Parsha Mattot Massei
This week we finish Chumash HaPekudim, the book of the counts. Our sages labeled Bamidbar as the book of counts because it is bookended by counts of the Jewish people. As the people of Israel commenced their march towards the land of Israel they were counted. And as they entered the land 38 years later, they were counted again. Not only was the same basic procedure repeated but they had almost the exact same number. Why was a second count necessary?
We can give a technical answer to this question. The count of the Jewish soldiers was necessary to divide up the land after the conquest, and as such, an exact tally was needed. In monetary matters, it is important that we are always very careful and very precise. Similarly, the Levi'im needed to be counted because they would then be entered into a roster for the Temple service. Again, precision was necessary to make the task successful.
However, there is something more fundamental to our lives as well. Sometimes we can repeat very mechanical tasks, even when the outcome is not so different. Sometimes we repeat an action that is mechanical. It didn't need repeating, however, the process of repetition gives us new insight, It lets our minds sore, our vistas expand, and our understanding of the process changes as a result.

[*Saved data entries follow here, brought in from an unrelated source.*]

//! Stage manager
//!
//! Drives one run through its stages in the fixed order:
//! code checkout, package, image build, integration test, image release and
//! SCM tag. Code checkout and package always run; the others run when the
//! run asks for them.
//!
//! Every stage follows the same protocol:
//! 1. Mark the stage running and push the snapshot
//! 2. Open the stage log and write the start marker
//! 3. Do the work, tracking containers for cleanup
//! 4. Write the finish (or failure) marker and close the log
//! 5. Remove the stage's containers
//! 6. Store the outcome and push the snapshot
//!
//! The first failing stage fails the run and no later stage is attempted.
//! Image build and image release fan out into tasks that run concurrently,
//! bounded by a task limit, each with its own log stream.

mod checkout;
mod helper;
mod image_build;
mod integration;
mod package;
mod release;
mod tag;

use anyhow::Result;
use chrono::Utc;
use gantry_core::domain::log::LogStreamKey;
use gantry_core::domain::pipeline::Registry;
use gantry_core::domain::record::{StageName, StageStatus, Status, TaskStatus};
use std::collections::{BTreeMap, HashMap};
use std::sync::Arc;
use tokio::sync::Semaphore;
use tracing::{debug, error, info, warn};

use crate::context::RunContext;
use crate::logpipe::{LogPipe, LogPipeFactory};
use crate::repository::EventRepository;
use crate::runtime::{ContainerRuntime, RegistryAuth};
use crate::scm::ScmProvider;

/// Executes the stages of a run
pub struct StageManager {
    runtime: Arc<dyn ContainerRuntime>,
    scm: Arc<dyn ScmProvider>,
    events: Arc<dyn EventRepository>,
    pipes: LogPipeFactory,
    /// Registry used when the project has none
    registry: Option<Registry>,
    task_limit: Semaphore,
}

impl StageManager {
    /// Creates a new stage manager
    ///
    /// # Arguments
    /// * `runtime` - Container runtime the stages run in
    /// * `scm` - Source control provider for checkout and tagging
    /// * `events` - Where intermediate snapshots are pushed
    /// * `pipes` - Opens the stage log pipes
    /// * `registry` - Fallback registry credentials
    /// * `max_parallel_tasks` - Bound on concurrently running fan-out tasks
    pub fn new(
        runtime: Arc<dyn ContainerRuntime>,
        scm: Arc<dyn ScmProvider>,
        events: Arc<dyn EventRepository>,
        pipes: LogPipeFactory,
        registry: Option<Registry>,
        max_parallel_tasks: usize,
    ) -> Self {
        Self {
            runtime,
            scm,
            events,
            pipes,
            registry,
            task_limit: Semaphore::new(max_parallel_tasks.max(1)),
        }
    }

    /// Runs every requested stage and sets the final record status
    ///
    /// A record that is already terminal is left untouched. Stage failures
    /// end up in the record, never in the return value; the caller pushes the
    /// final snapshot.
    pub async fn run(&self, ctx: &mut RunContext) {
        let record_id = ctx.record().id;

        if ctx.record().is_terminal() {
            warn!("Record {} is already {}, skipping", record_id, ctx.record().status);
            return;
        }

        // A retried run starts over from scratch
        {
            let record = ctx.record_mut();
            record.status = Status::Running;
            record.start_time = Some(Utc::now());
            record.end_time = None;
            record.error_message.clear();
            record.stage_status = StageStatus::default();
        }
        ctx.built_images.clear();
        self.report(ctx).await;

        for stage in StageName::ORDER {
            if ctx.record().is_terminal() {
                break;
            }

            if !ctx.record().perform_params.requests(stage) {
                debug!("Record {}: stage {} not requested", record_id, stage);
                continue;
            }

            self.execute(ctx, stage).await;
        }

        let record = ctx.record_mut();
        if record.status == Status::Running {
            record.status = Status::Success;
        }
        record.end_time = Some(Utc::now());

        info!("Record {} finished with status {}", record_id, record.status);
    }

    async fn execute(&self, ctx: &mut RunContext, stage: StageName) {
        let record_id = ctx.record().id;
        info!("Record {}: stage {} started", record_id, stage);

        ctx.start_stage(stage);
        self.report(ctx).await;

        let outcome = match stage {
            StageName::CodeCheckout => self.code_checkout(ctx).await,
            StageName::Package => self.package(ctx).await,
            StageName::ImageBuild => self.image_build(ctx).await,
            StageName::IntegrationTest => self.integration_test(ctx).await,
            StageName::ImageRelease => self.image_release(ctx).await,
            StageName::CreateScmTag => self.create_scm_tag(ctx).await,
        };

        match &outcome {
            Ok(()) => info!("Record {}: stage {} succeeded", record_id, stage),
            Err(e) => error!("Record {}: stage {} failed: {:#}", record_id, stage, e),
        }

        ctx.finish_stage(stage, &outcome);
        self.report(ctx).await;
    }

    /// Pushes the current snapshot; failures only lose visibility
    async fn report(&self, ctx: &RunContext) {
        if let Err(e) = self.events.update_event(&ctx.event).await {
            warn!("Failed to push progress of record {}: {:#}", ctx.record().id, e);
        }
    }

    /// Credentials for registry operations, the project's registry first
    fn registry_auth(&self, ctx: &RunContext) -> Option<RegistryAuth> {
        ctx.event
            .project
            .registry
            .as_ref()
            .or(self.registry.as_ref())
            .and_then(RegistryAuth::from_registry)
    }

    /// Opens a log pipe and writes the start marker
    async fn open_log(&self, key: LogStreamKey, stage: StageName) -> Result<LogPipe> {
        let pipe = self.pipes.open(key).await?;
        pipe.writer().line(&helper::start_marker(stage));
        Ok(pipe)
    }

    /// Writes the finish marker and closes the pipe after the flush grace
    async fn close_log(pipe: LogPipe, stage: StageName, outcome: &Result<()>) {
        pipe.writer().line(&helper::finish_marker(stage, outcome));
        pipe.close().await;
    }

    /// Registers the pending tasks of a fan-out stage and pushes them
    async fn register_tasks(&self, ctx: &mut RunContext, stage: StageName, tasks: Vec<TaskStatus>) {
        if let Some(slot) = ctx.record_mut().stage_status.tasks_mut(stage) {
            *slot = tasks;
        }
        self.report(ctx).await;
    }

    /// Stores the final task statuses of a fan-out stage
    ///
    /// # Returns
    /// Number of failed tasks
    fn store_tasks(ctx: &mut RunContext, stage: StageName, tasks: Vec<TaskStatus>) -> usize {
        let failed = tasks.iter().filter(|t| t.status == Status::Failed).count();
        if let Some(slot) = ctx.record_mut().stage_status.tasks_mut(stage) {
            *slot = tasks;
        }
        failed
    }
}

/// Marks a task running
fn start_task(task: &mut TaskStatus) {
    task.status = Status::Running;
    task.start_time = Some(Utc::now());
}

/// Records the outcome of a task
fn finish_task(task: &mut TaskStatus, outcome: &Result<()>) {
    task.end_time = Some(Utc::now());
    match outcome {
        Ok(()) => task.status = Status::Success,
        Err(e) => {
            warn!("Task {} failed: {:#}", task.name, e);
            task.status = Status::Failed;
        }
    }
}

fn sorted_env(vars: &HashMap<String, String>) -> BTreeMap<String, String> {
    vars.iter().map(|(k, v)| (k.clone(), v.clone())).collect()
}
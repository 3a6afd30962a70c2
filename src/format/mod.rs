//! On-disk binary layouts shared by the archival index, revision index, and
//! engine orchestrator.
//!
//! Every encoded structure here follows the same two-phase contract: a fixed
//! prefix carries enough information (a count, or counts) to compute the
//! total encoded length, and a second pass parses the variable-length tail
//! and verifies a trailing Fletcher-32 checksum. Callers that already hold
//! the whole buffer can use the `decode` convenience wrapper; callers reading
//! off a [`crate::backend::RawBackend`] call `decode_fixed` first to learn
//! how many more bytes to read.

pub mod header;
pub mod record;
pub mod whole_history;

pub use header::Header;
pub use record::{IndexEntry, RevisionRecord};
pub use whole_history::{RecordPointer, WholeHistory};
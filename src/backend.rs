//! Pluggable raw-I/O backend for the three byte streams the engine touches:
//! the canonical file, the onion file, and the recovery file.
//!
//! The engine never calls `std::fs` directly outside of [`FileBackend`] — every
//! read, write, and end-of-addressable tracking call goes through [`RawBackend`].
//! This keeps the storage format testable against something other than a real
//! filesystem, with the backend itself as an external, swappable
//! collaborator.

use std::fs::{File, OpenOptions};
use std::io::{Read, Seek, SeekFrom, Write};
use std::path::{Path, PathBuf};

use crate::error::{OnionError, Result};

/// A single opened byte stream: read/write at arbitrary offsets, track EOF/EOA.
pub trait RawBackend: Send {
    /// Reads exactly `size` bytes starting at `offset`.
    ///
    /// # Errors
    /// Returns an error if the read is short or the underlying I/O fails.
    fn read(&mut self, offset: u64, size: usize) -> Result<Vec<u8>>;

    /// Writes `data` starting at `offset`, extending the file if necessary.
    ///
    /// # Errors
    /// Returns an error if the underlying I/O fails.
    fn write(&mut self, offset: u64, data: &[u8]) -> Result<()>;

    /// Current size of the underlying file.
    fn eof(&self) -> u64;

    /// Current end-of-addressable offset (may exceed `eof` after a `set_eoa`
    /// that hasn't been backed by a write yet).
    fn eoa(&self) -> u64;

    /// Extends the end-of-addressable offset. Never shrinks it.
    ///
    /// # Errors
    /// Returns an error if `eoa` would move backwards.
    fn set_eoa(&mut self, eoa: u64) -> Result<()>;
}

/// Factory for opening a [`RawBackend`] at a path, supplied by the embedder.
pub trait BackendFactory: Send {
    /// # Errors
    /// Returns an error if the backend cannot be opened.
    fn open(&self, path: &Path, create: bool) -> Result<Box<dyn RawBackend>>;

    /// Removes the backing object at `path` (used to unlink the recovery
    /// file on clean commit).
    ///
    /// # Errors
    /// Returns an error if the underlying remove fails.
    fn remove(&self, path: &Path) -> Result<()>;
}

/// Default backend: an OS file opened via `std::fs`.
pub struct FileBackend {
    file: File,
    eof: u64,
    eoa: u64,
}

impl FileBackend {
    /// # Errors
    /// Returns an error if the file cannot be opened (and, if `create` is
    /// false, if it does not already exist).
    pub fn open(path: &Path, create: bool) -> Result<Self> {
        let file = OpenOptions::new()
            .read(true)
            .write(true)
            .create(create)
            .truncate(false)
            .open(path)?;
        let eof = file.metadata()?.len();
        Ok(Self { file, eof, eoa: eof })
    }
}

/// Opens backing files directly off the filesystem.
#[derive(Debug, Default, Clone, Copy)]
pub struct FileBackendFactory;

impl BackendFactory for FileBackendFactory {
    fn open(&self, path: &Path, create: bool) -> Result<Box<dyn RawBackend>> {
        Ok(Box::new(FileBackend::open(path, create)?))
    }

    fn remove(&self, path: &Path) -> Result<()> {
        std::fs::remove_file(path)?;
        Ok(())
    }
}

impl RawBackend for FileBackend {
    fn read(&mut self, offset: u64, size: usize) -> Result<Vec<u8>> {
        let mut buf = vec![0u8; size];
        self.file.seek(SeekFrom::Start(offset))?;
        self.file.read_exact(&mut buf)?;
        Ok(buf)
    }

    fn write(&mut self, offset: u64, data: &[u8]) -> Result<()> {
        self.file.seek(SeekFrom::Start(offset))?;
        self.file.write_all(data)?;
        self.file.sync_data()?;
        let end = offset + data.len() as u64;
        if end > self.eof {
            self.eof = end;
        }
        if end > self.eoa {
            self.eoa = end;
        }
        Ok(())
    }

    fn eof(&self) -> u64 {
        self.eof
    }

    fn eoa(&self) -> u64 {
        self.eoa
    }

    fn set_eoa(&mut self, eoa: u64) -> Result<()> {
        if eoa < self.eoa {
            return Err(OnionError::bad_argument(format!(
                "set_eoa would move eoa backwards: {eoa} < {}",
                self.eoa
            )));
        }
        self.eoa = eoa;
        Ok(())
    }
}

/// Derives the onion and recovery sidecar paths from the canonical file path.
#[must_use]
pub fn sidecar_paths(canonical: &Path) -> (PathBuf, PathBuf) {
    let mut onion = canonical.as_os_str().to_owned();
    onion.push(".onion");
    let onion = PathBuf::from(onion);
    let mut recovery = onion.as_os_str().to_owned();
    recovery.push(".recovery");
    (onion, PathBuf::from(recovery))
}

When the Jews were first counted in the desert, they were counted in their full lineages going back 280 years. When the Jews were counted the second time, they were only counted based on their father's houses. The reason for this change is that the Jews left Egypt as a backward looking people, defined by shared experiences. When they were recounted 30 years later, they were defined, instead, by a shared vision. It is that change in perspective which allowed them to conquer the Land and build the nation which they needed to be, which could then go on to change the world.